Given records: Begin

//! Process-wide settings read once at startup.
//!
//! Everything here is either a compile-time constant or a value taken from the
//! environment when [`Settings::from_env`] runs. Nothing is mutated afterwards.

use crate::error::{MetadataError, Result};
use std::time::Duration;

/// Release version stamped into the user agent
pub const VERSION: &str = env!("CARGO_PKG_VERSION");

/// Hosting API host
pub const GITHUB_API_HOST: &str = "api.github.com";

/// Port the hosting API is reached on
pub const GITHUB_API_PORT: u16 = 443;

/// Default timeout applied to every request
pub const HTTP_TIMEOUT: Duration = Duration::from_secs(60);

/// Variable holding the API bearer token
pub const TOKEN_ENV_VAR: &str = "GITHUB_API_TOKEN";

/// Log level variable shared with the rest of the runtime-init toolchain
pub const LOG_LEVEL_ENV_VAR: &str = "F5_SDK_LOG_LEVEL";

/// Certificate verification toggle shared with the rest of the toolchain.
///
/// Reserved: the generator never verifies certificates and does not read it.
pub const DISABLE_CERT_VERIFY_ENV_VAR: &str = "F5_DISABLE_CERT_VERIFY";

/// Config file looked up next to the executable
pub const EXTENSION_INFO: &str = "extension_info.json";

/// Output file written to the working directory
pub const OUTPUT_FILE: &str = "metadata.json";

/// User agent sent with every request
pub fn user_agent() -> String {
    format!("f5-bigip-runtime-init/{}", VERSION)
}

/// Connection settings for the hosting API
#[derive(Debug, Clone)]
pub struct Settings {
    pub base_url: String,
    pub token: String,
    pub user_agent: String,
    pub timeout: Duration,
    pub verify_certificates: bool,
}

impl Settings {
    /// Build settings for `api.github.com` with the given token
    pub fn new(token: impl Into<String>) -> Self {
        Self {
            base_url: format!("https://{}:{}", GITHUB_API_HOST, GITHUB_API_PORT),
            token: token.into(),
            user_agent: user_agent(),
            timeout: HTTP_TIMEOUT,
            verify_certificates: false,
        }
    }

    /// Read the bearer token from `GITHUB_API_TOKEN`
    pub fn from_env() -> Result<Self> {
        let token = std::env::var(TOKEN_ENV_VAR)
            .ok()
            .filter(|t| !t.is_empty())
            .ok_or(MetadataError::MissingToken { var: TOKEN_ENV_VAR })?;
        Ok(Self::new(token))
    }

    /// Point the client at another host (self-hosted API, local stub)
    pub fn with_base_url(mut self, base_url: impl Into<String>) -> Self {
        self.base_url = base_url.into().trim_end_matches('/').to_string();
        self
    }
}

#[cfg(test)]
mod tests {
    use super::*;

    #[test]
    fn test_default_settings() {
        let settings = Settings::new("secret");
        assert_eq!(settings.base_url, "https://api.github.com:443");
        assert_eq!(settings.user_agent, user_agent());
        assert_eq!(settings.timeout, Duration::from_secs(60));
        assert!(!settings.verify_certificates);
    }

    #[test]
    fn test_user_agent_tracks_package_version() {
        assert_eq!(
            user_agent(),
            format!("f5-bigip-runtime-init/{}", env!("CARGO_PKG_VERSION"))
        );
    }

    #[test]
    fn test_with_base_url_trims_trailing_slash() {
        let settings = Settings::new("secret").with_base_url("http://127.0.0.1:8080/");
        assert_eq!(settings.base_url, "http://127.0.0.1:8080");
    }
}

Given records: End

§ Problem description: Starting from the line that contains "pub fn with_base_url(mut", transcribe each line to the end of the records above. Please add nothing.

§ Response to the task:
    pub fn with_base_url(mut self, base_url: impl Into<String>) -> Self {
        self.base_url = base_url.into().trim_end_matches('/').to_string();
        self
    }
}

#[cfg(test)]
mod tests {
    use super::*;

    #[test]
    fn test_default_settings() {
        let settings = Settings::new("secret");
        assert_eq!(settings.base_url, "https://api.github.com:443");
        assert_eq!(settings.user_agent, user_agent());
        assert_eq!(settings.timeout, Duration::from_secs(60));
        assert!(!settings.verify_certificates);
    }

    #[test]
    fn test_user_agent_tracks_package_version() {
        assert_eq!(
            user_agent(),
            format!("f5-bigip-runtime-init/{}", env!("CARGO_PKG_VERSION"))
        );
    }

    #[test]
    fn test_with_base_url_trims_trailing_slash() {
        let settings = Settings::new("secret").with_base_url("http://127.0.0.1:8080/");
        assert_eq!(settings.base_url, "http://127.0.0.1:8080");
    }
}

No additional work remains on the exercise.